**TRY IT**
Each record in the listing below is to be duplicated exactly.

**RECORDS**
_ _ _ _ _

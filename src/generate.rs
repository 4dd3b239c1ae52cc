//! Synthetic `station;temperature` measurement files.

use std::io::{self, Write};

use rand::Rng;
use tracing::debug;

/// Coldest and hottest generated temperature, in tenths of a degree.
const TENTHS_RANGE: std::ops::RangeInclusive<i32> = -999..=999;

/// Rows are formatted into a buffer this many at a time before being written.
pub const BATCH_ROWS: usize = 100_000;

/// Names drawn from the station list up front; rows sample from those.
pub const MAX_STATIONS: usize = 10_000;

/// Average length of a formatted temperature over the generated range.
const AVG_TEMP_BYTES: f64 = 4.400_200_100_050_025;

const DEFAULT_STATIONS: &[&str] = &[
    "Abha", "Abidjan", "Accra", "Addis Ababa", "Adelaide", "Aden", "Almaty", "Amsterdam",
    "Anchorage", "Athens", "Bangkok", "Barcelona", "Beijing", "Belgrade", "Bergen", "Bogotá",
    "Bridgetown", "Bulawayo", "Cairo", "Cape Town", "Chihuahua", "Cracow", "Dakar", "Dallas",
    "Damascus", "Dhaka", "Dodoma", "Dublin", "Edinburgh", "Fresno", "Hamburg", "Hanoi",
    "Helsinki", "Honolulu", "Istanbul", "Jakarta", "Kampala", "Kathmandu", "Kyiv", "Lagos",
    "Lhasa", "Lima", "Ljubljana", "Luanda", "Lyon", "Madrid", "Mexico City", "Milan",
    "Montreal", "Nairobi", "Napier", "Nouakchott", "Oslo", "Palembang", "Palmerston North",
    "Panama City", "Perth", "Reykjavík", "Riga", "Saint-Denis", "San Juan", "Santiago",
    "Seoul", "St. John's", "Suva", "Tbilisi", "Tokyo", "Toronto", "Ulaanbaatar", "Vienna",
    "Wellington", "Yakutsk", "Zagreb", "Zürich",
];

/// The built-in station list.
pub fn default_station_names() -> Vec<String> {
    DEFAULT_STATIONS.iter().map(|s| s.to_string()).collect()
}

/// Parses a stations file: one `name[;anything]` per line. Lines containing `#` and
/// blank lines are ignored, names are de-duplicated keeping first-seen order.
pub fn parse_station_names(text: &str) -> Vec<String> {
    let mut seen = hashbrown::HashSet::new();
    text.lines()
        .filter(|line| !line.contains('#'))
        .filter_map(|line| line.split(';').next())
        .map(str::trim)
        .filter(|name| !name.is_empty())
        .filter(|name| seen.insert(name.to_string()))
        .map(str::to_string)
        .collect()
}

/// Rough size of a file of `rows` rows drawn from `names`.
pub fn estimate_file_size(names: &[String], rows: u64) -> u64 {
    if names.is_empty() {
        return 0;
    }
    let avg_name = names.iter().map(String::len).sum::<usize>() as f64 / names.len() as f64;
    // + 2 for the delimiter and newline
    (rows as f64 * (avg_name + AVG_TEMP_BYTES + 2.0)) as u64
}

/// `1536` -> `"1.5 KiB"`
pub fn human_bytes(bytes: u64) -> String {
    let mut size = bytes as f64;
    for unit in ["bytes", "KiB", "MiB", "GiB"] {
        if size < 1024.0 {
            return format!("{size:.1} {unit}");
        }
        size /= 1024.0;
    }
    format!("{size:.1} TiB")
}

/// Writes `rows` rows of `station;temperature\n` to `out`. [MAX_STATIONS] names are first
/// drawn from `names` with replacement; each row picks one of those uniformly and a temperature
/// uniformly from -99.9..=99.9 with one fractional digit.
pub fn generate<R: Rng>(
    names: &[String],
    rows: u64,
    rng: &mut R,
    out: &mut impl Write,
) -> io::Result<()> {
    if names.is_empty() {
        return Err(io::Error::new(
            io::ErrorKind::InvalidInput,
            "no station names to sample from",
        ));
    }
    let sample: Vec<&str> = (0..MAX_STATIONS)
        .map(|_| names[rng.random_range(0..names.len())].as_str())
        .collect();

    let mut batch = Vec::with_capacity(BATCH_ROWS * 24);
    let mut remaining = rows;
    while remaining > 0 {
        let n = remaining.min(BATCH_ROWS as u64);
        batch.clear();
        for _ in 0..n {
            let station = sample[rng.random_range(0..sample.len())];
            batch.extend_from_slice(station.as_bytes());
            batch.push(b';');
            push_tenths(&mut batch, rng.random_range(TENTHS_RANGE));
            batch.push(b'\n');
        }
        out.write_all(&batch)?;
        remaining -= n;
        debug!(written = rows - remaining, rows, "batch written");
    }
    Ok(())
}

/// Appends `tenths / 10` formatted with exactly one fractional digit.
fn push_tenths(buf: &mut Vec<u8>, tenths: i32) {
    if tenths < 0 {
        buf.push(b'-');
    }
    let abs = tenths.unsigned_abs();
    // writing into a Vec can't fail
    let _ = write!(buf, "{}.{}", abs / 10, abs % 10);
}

_ _ _ _ _

**TASK RESULT**
filename src/generate.rs
repository 4dd3b239c1ae52cc
//! Synthetic `station;temperature` measurement files.

use std::io::{self, Write};

use rand::Rng;
use tracing::debug;

/// Coldest and hottest generated temperature, in tenths of a degree.
const TENTHS_RANGE: std::ops::RangeInclusive<i32> = -999..=999;

/// Rows are formatted into a buffer this many at a time before being written.
pub const BATCH_ROWS: usize = 100_000;

/// Names drawn from the station list up front; rows sample from those.
pub const MAX_STATIONS: usize = 10_000;

/// Average length of a formatted temperature over the generated range.
const AVG_TEMP_BYTES: f64 = 4.400_200_100_050_025;

const DEFAULT_STATIONS: &[&str] = &[
    "Abha", "Abidjan", "Accra", "Addis Ababa", "Adelaide", "Aden", "Almaty", "Amsterdam",
    "Anchorage", "Athens", "Bangkok", "Barcelona", "Beijing", "Belgrade", "Bergen", "Bogotá",
    "Bridgetown", "Bulawayo", "Cairo", "Cape Town", "Chihuahua", "Cracow", "Dakar", "Dallas",
    "Damascus", "Dhaka", "Dodoma", "Dublin", "Edinburgh", "Fresno", "Hamburg", "Hanoi",
    "Helsinki", "Honolulu", "Istanbul", "Jakarta", "Kampala", "Kathmandu", "Kyiv", "Lagos",
    "Lhasa", "Lima", "Ljubljana", "Luanda", "Lyon", "Madrid", "Mexico City", "Milan",
    "Montreal", "Nairobi", "Napier", "Nouakchott", "Oslo", "Palembang", "Palmerston North",
    "Panama City", "Perth", "Reykjavík", "Riga", "Saint-Denis", "San Juan", "Santiago",
    "Seoul", "St. John's", "Suva", "Tbilisi", "Tokyo", "Toronto", "Ulaanbaatar", "Vienna",
    "Wellington", "Yakutsk", "Zagreb", "Zürich",
];

/// The built-in station list.
pub fn default_station_names() -> Vec<String> {
    DEFAULT_STATIONS.iter().map(|s| s.to_string()).collect()
}

/// Parses a stations file: one `name[;anything]` per line. Lines containing `#` and
/// blank lines are ignored, names are de-duplicated keeping first-seen order.
pub fn parse_station_names(text: &str) -> Vec<String> {
    let mut seen = hashbrown::HashSet::new();
    text.lines()
        .filter(|line| !line.contains('#'))
        .filter_map(|line| line.split(';').next())
        .map(str::trim)
        .filter(|name| !name.is_empty())
        .filter(|name| seen.insert(name.to_string()))
        .map(str::to_string)
        .collect()
}

/// Rough size of a file of `rows` rows drawn from `names`.
pub fn estimate_file_size(names: &[String], rows: u64) -> u64 {
    if names.is_empty() {
        return 0;
    }
    let avg_name = names.iter().map(String::len).sum::<usize>() as f64 / names.len() as f64;
    // + 2 for the delimiter and newline
    (rows as f64 * (avg_name + AVG_TEMP_BYTES + 2.0)) as u64
}

/// `1536` -> `"1.5 KiB"`
pub fn human_bytes(bytes: u64) -> String {
    let mut size = bytes as f64;
    for unit in ["bytes", "KiB", "MiB", "GiB"] {
        if size < 1024.0 {
            return format!("{size:.1} {unit}");
        }
        size /= 1024.0;
    }
    format!("{size:.1} TiB")
}

/// Writes `rows` rows of `station;temperature\n` to `out`. [MAX_STATIONS] names are first
/// drawn from `names` with replacement; each row picks one of those uniformly and a temperature
/// uniformly from -99.9..=99.9 with one fractional digit.
pub fn generate<R: Rng>(
    names: &[String],
    rows: u64,
    rng: &mut R,
    out: &mut impl Write,
) -> io::Result<()> {
    if names.is_empty() {
        return Err(io::Error::new(
            io::ErrorKind::InvalidInput,
            "no station names to sample from",
        ));
    }
    let sample: Vec<&str> = (0..MAX_STATIONS)
        .map(|_| names[rng.random_range(0..names.len())].as_str())
        .collect();

    let mut batch = Vec::with_capacity(BATCH_ROWS * 24);
    let mut remaining = rows;
    while remaining > 0 {
        let n = remaining.min(BATCH_ROWS as u64);
        batch.clear();
        for _ in 0..n {
            let station = sample[rng.random_range(0..sample.len())];
            batch.extend_from_slice(station.as_bytes());
            batch.push(b';');
            push_tenths(&mut batch, rng.random_range(TENTHS_RANGE));
            batch.push(b'\n');
        }
        out.write_all(&batch)?;
        remaining -= n;
        debug!(written = rows - remaining, rows, "batch written");
    }
    Ok(())
}

/// Appends `tenths / 10` formatted with exactly one fractional digit.
fn push_tenths(buf: &mut Vec<u8>, tenths: i32) {
    if tenths < 0 {
        buf.push(b'-');
    }
    let abs = tenths.unsigned_abs();
    // writing into a Vec can't fail
    let _ = write!(buf, "{}.{}", abs / 10, abs % 10);
}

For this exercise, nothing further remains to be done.